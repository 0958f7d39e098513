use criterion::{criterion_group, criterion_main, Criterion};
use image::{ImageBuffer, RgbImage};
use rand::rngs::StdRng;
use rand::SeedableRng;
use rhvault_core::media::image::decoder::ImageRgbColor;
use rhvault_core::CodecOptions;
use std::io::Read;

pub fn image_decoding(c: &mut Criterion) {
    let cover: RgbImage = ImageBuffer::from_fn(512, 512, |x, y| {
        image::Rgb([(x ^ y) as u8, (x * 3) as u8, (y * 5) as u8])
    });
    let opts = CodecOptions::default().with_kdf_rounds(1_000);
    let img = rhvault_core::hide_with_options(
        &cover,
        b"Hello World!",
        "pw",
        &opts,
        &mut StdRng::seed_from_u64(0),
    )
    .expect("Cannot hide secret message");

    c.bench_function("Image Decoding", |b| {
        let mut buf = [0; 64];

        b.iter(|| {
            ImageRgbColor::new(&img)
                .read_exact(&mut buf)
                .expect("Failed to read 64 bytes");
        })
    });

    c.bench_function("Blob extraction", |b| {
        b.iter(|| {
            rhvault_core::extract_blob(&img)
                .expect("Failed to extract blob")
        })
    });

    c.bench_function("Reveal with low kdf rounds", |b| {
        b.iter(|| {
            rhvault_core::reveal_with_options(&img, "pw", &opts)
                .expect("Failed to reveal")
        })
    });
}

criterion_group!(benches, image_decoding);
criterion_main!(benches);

□ □ □ □ □ □ □

Every line of the entries that includes "cover" must be copied into the answer.

    let cover: RgbImage = ImageBuffer::from_fn(512, 512, |x, y| {
        &cover,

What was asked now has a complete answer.